Multifactorial Mechanisms of Obesity-Related HFpEF: The Central Role of Epicardial Adipose Tissue and Therapeutic Perspectives

Yuxin ZHOU^1,2Han Yan^1,2Yao Zhu¹Weimin Jiang^1*Shujie Zhang^1*

• ¹Jiangsu Province Hospital of Chinese Medicine, Nanjing, China
• ²Nanjing University of Chinese Medicine, Nanjing, China

Abstract: Heart failure with preserved ejection fraction (HFpEF) accounts for more than half of all heart failure (HF) cases, with its prevalence steadily rising due to population aging, obesity, and the prevalence of metabolic diseases. Obesity, a core risk factor for HFpEF, leads to a distinct clinical phenotype and significantly worsens patient prognosis. Given the limitations of body mass index (BMI) in assessing fat distribution, epicardial adipose tissue (EAT)—a metabolically active fat depot closely adjacent to the myocardium—has emerged as a crucial anatomical and functional bridge linking obesity to HFpEF. Compared to BMI, EAT volume demonstrates a stronger predictive value for diastolic dysfunction and adverse clinical outcomes, highlighting its clinical significance.

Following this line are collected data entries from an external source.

//! KPI suggestions driven by column names.
//!
//! [`KpiAnalyzer::suggest`] runs a fixed pipeline over a DataFrame:
//!
//! 1. base metrics (row and column counts)
//! 2. numeric keyword metrics, with mean/sum fallback when no rule matches
//! 3. categorical keyword metrics (distinct counts)
//! 4. datetime metrics (latest and earliest date)
//! 5. frequency tables for low-cardinality categorical columns
//!
//! Metrics from stages 1-4 are then deduplicated on `(label, column)`.
//! Nothing here returns an error: a column that cannot be read is skipped.

use std::collections::{HashMap, HashSet};

use polars::prelude::*;
use tracing::{debug, info};

use crate::format::{format_count, format_number};
use crate::rules::{describe, RuleBook};
use crate::table::{self, ColumnKind};

/// Largest number of distinct values for which a frequency table is built.
pub const MAX_DETAIL_CATEGORIES: usize = 25;

/// Name of the count column in frequency tables.
pub const OCCURRENCES_COLUMN: &str = "Occurrences";

/// A single formatted headline value.
#[derive(Debug, Clone, PartialEq, Eq)]
pub struct KpiMetric {
    label: String,
    value: String,
    column: Option<String>,
    description: Option<String>,
}

impl KpiMetric {
    pub fn new(
        label: impl Into<String>,
        value: impl Into<String>,
        column: Option<&str>,
        description: Option<String>,
    ) -> Self {
        Self {
            label: label.into(),
            value: value.into(),
            column: column.map(str::to_string),
            description,
        }
    }

    pub fn label(&self) -> &str {
        &self.label
    }

    /// Pre-formatted display value.
    pub fn value(&self) -> &str {
        &self.value
    }

    /// Source column, `None` for table-wide metrics.
    pub fn column(&self) -> Option<&str> {
        self.column.as_deref()
    }

    pub fn description(&self) -> Option<&str> {
        self.description.as_deref()
    }

    /// Identity used for deduplication.
    pub fn key(&self) -> (&str, Option<&str>) {
        (self.label(), self.column())
    }
}

/// A supplementary table shown alongside the headline metrics.
#[derive(Debug, Clone)]
pub struct KpiDetail {
    pub title: String,
    pub table: DataFrame,
    pub description: Option<String>,
}

/// Suggests KPIs for a DataFrame.
pub struct KpiAnalyzer<'a> {
    df: &'a DataFrame,
    rules: &'a RuleBook,
    numeric: Vec<&'a Column>,
    categorical: Vec<&'a Column>,
    datetime: Vec<&'a Column>,
}

impl<'a> KpiAnalyzer<'a> {
    /// Analyzer using the builtin rule book.
    pub fn new(df: &'a DataFrame) -> Self {
        Self::with_rules(df, RuleBook::builtin())
    }

    pub fn with_rules(df: &'a DataFrame, rules: &'a RuleBook) -> Self {
        Self {
            df,
            rules,
            numeric: table::columns_of_kind(df, ColumnKind::Numeric),
            categorical: table::columns_of_kind(df, ColumnKind::Categorical),
            datetime: table::columns_of_kind(df, ColumnKind::Datetime),
        }
    }

    /// Compute headline metrics and detail tables.
    pub fn suggest(&self) -> (Vec<KpiMetric>, Vec<KpiDetail>) {
        let mut metrics = self.base_metrics();
        metrics.extend(self.numeric_keyword_metrics());
        metrics.extend(self.categorical_metrics());
        metrics.extend(self.datetime_metrics());

        let metrics = dedupe_metrics(metrics);
        let details = self.category_details();

        info!(
            metrics = metrics.len(),
            details = details.len(),
            "KPI suggestions computed"
        );
        (metrics, details)
    }

    fn base_metrics(&self) -> Vec<KpiMetric> {
        vec![
            KpiMetric::new(
                "Lignes disponibles",
                format_count(self.df.height()),
                None,
                Some("Nombre total d'enregistrements dans le fichier.".to_string()),
            ),
            KpiMetric::new(
                "Colonnes disponibles",
                format_count(self.df.width()),
                None,
                Some("Nombre total de colonnes détectées.".to_string()),
            ),
        ]
    }

    fn numeric_keyword_metrics(&self) -> Vec<KpiMetric> {
        let mut metrics = Vec::new();

        for column in &self.numeric {
            let name = column.name().as_str();
            let values = match table::present_floats(column) {
                Ok(values) if !values.is_empty() => values,
                Ok(_) => continue,
                Err(err) => {
                    debug!(column = name, error = %err, "skipping unreadable numeric column");
                    continue;
                }
            };

            match self.rules.numeric_rule(name) {
                Some(rule) => metrics.push(KpiMetric::new(
                    format!("{} ({name})", rule.label),
                    rule.format.render(rule.aggregation.apply(&values)),
                    Some(name),
                    Some(describe(&rule.description, name)),
                )),
                None => {
                    let sum: f64 = values.iter().sum();
                    let mean = sum / values.len() as f64;
                    metrics.push(KpiMetric::new(
                        format!("Moyenne ({name})"),
                        format_number(Some(mean), 2),
                        Some(name),
                        Some(format!("Valeur moyenne observée pour {name}.")),
                    ));
                    metrics.push(KpiMetric::new(
                        format!("Somme ({name})"),
                        format_number(Some(sum), 2),
                        Some(name),
                        Some(format!("Somme totale des valeurs de {name}.")),
                    ));
                }
            }
        }

        metrics
    }

    fn categorical_metrics(&self) -> Vec<KpiMetric> {
        let mut metrics = Vec::new();

        for column in &self.categorical {
            let name = column.name().as_str();
            let Some(rule) = self.rules.categorical_rule(name) else {
                continue;
            };
            let values = match table::present_strings(column) {
                Ok(values) if !values.is_empty() => values,
                Ok(_) => continue,
                Err(err) => {
                    debug!(column = name, error = %err, "skipping unreadable categorical column");
                    continue;
                }
            };

            let distinct: HashSet<&str> = values.iter().map(String::as_str).collect();
            metrics.push(KpiMetric::new(
                format!("{} ({name})", rule.label),
                format_count(distinct.len()),
                Some(name),
                Some(describe(&rule.description, name)),
            ));
        }

        metrics
    }

    fn datetime_metrics(&self) -> Vec<KpiMetric> {
        let mut metrics = Vec::new();

        for column in &self.datetime {
            let name = column.name().as_str();
            let dates = match table::present_dates(column) {
                Ok(dates) => dates,
                Err(err) => {
                    debug!(column = name, error = %err, "skipping unreadable datetime column");
                    continue;
                }
            };
            let (Some(latest), Some(earliest)) = (dates.iter().max(), dates.iter().min()) else {
                continue;
            };

            metrics.push(KpiMetric::new(
                format!("Date la plus récente ({name})"),
                latest.format("%Y-%m-%d").to_string(),
                Some(name),
                Some(format!("Dernière date disponible dans {name}.")),
            ));
            metrics.push(KpiMetric::new(
                format!("Date la plus ancienne ({name})"),
                earliest.format("%Y-%m-%d").to_string(),
                Some(name),
                Some(format!("Première date disponible dans {name}.")),
            ));
        }

        metrics
    }

    fn category_details(&self) -> Vec<KpiDetail> {
        let mut details = Vec::new();

        for column in &self.categorical {
            let name = column.name().as_str();
            let values = match table::present_strings(column) {
                Ok(values) => values,
                Err(err) => {
                    debug!(column = name, error = %err, "skipping unreadable categorical column");
                    continue;
                }
            };

            let counts = value_counts(&values);
            if counts.is_empty() || counts.len() > MAX_DETAIL_CATEGORIES {
                continue;
            }

            let (categories, occurrences): (Vec<String>, Vec<i64>) = counts.into_iter().unzip();
            let frame = DataFrame::new(vec![
                Column::new(name.into(), categories),
                Column::new(OCCURRENCES_COLUMN.into(), occurrences),
            ]);
            match frame {
                Ok(table) => details.push(KpiDetail {
                    title: format!("Répartition de {name}"),
                    table,
                    description: Some(
                        "Top catégories pour aider à identifier les segments dominants."
                            .to_string(),
                    ),
                }),
                Err(err) => {
                    debug!(column = name, error = %err, "could not build frequency table");
                }
            }
        }

        details
    }
}

/// Keep the first metric for each `(label, column)` pair, in emission order.
pub fn dedupe_metrics(metrics: Vec<KpiMetric>) -> Vec<KpiMetric> {
    let mut seen: HashSet<(String, Option<String>)> = HashSet::new();
    metrics
        .into_iter()
        .filter(|metric| {
            seen.insert((
                metric.label().to_string(),
                metric.column().map(str::to_string),
            ))
        })
        .collect()
}

/// Occurrences per distinct value, most frequent first; ties keep the order
/// in which values first appear.
pub(crate) fn value_counts(values: &[String]) -> Vec<(String, i64)> {
    let mut positions: HashMap<&str, usize> = HashMap::new();
    let mut counts: Vec<(String, i64)> = Vec::new();

    for value in values {
        match positions.get(value.as_str()) {
            Some(&idx) => counts[idx].1 += 1,
            None => {
                positions.insert(value.as_str(), counts.len());
                counts.push((value.clone(), 1));
            }
        }
    }

    counts.sort_by(|a, b| b.1.cmp(&a.1));
    counts
}
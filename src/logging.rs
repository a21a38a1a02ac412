//! Logging setup using `tracing` and `tracing-subscriber`.
//!
//! Logs go to stderr so command output on stdout stays clean. Without
//! `--verbose`, `RUST_LOG` decides the filter and defaults to `warn`.

use std::io;

use tracing_subscriber::{fmt, layer::SubscriberExt, util::SubscriberInitExt, EnvFilter};

/// Install the global subscriber.
pub fn init_logging(verbose: bool) -> Result<(), tracing_subscriber::util::TryInitError> {
    tracing_subscriber::registry()
        .with(env_filter(verbose))
        .with(fmt::layer().with_writer(io::stderr).with_target(false))
        .try_init()
}

fn env_filter(verbose: bool) -> EnvFilter {
    if verbose {
        EnvFilter::new("debug")
    } else {
        EnvFilter::try_from_default_env().unwrap_or_else(|_| EnvFilter::new("warn"))
    }
}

This review outlines the multifaceted mechanisms through which EAT contributes to HFpEF pathogenesis, including mechanical constraint limiting ventricular diastole, lipid infiltration causing myocardial metabolic disorders, pro-inflammatory factor paracrine secretion inducing fibrosis, microvascular dysfunction, arrhythmogenic effects, and protein modification disorders. Targeting EAT has shown promise in reducing its volume, improving inflammatory status, and enhancing cardiac function. As a pathogenic and therapeutic nexus between obesity and HFpEF, further elucidation of EAT-related mechanisms may facilitate precision diagnosis and intervention for this growing population.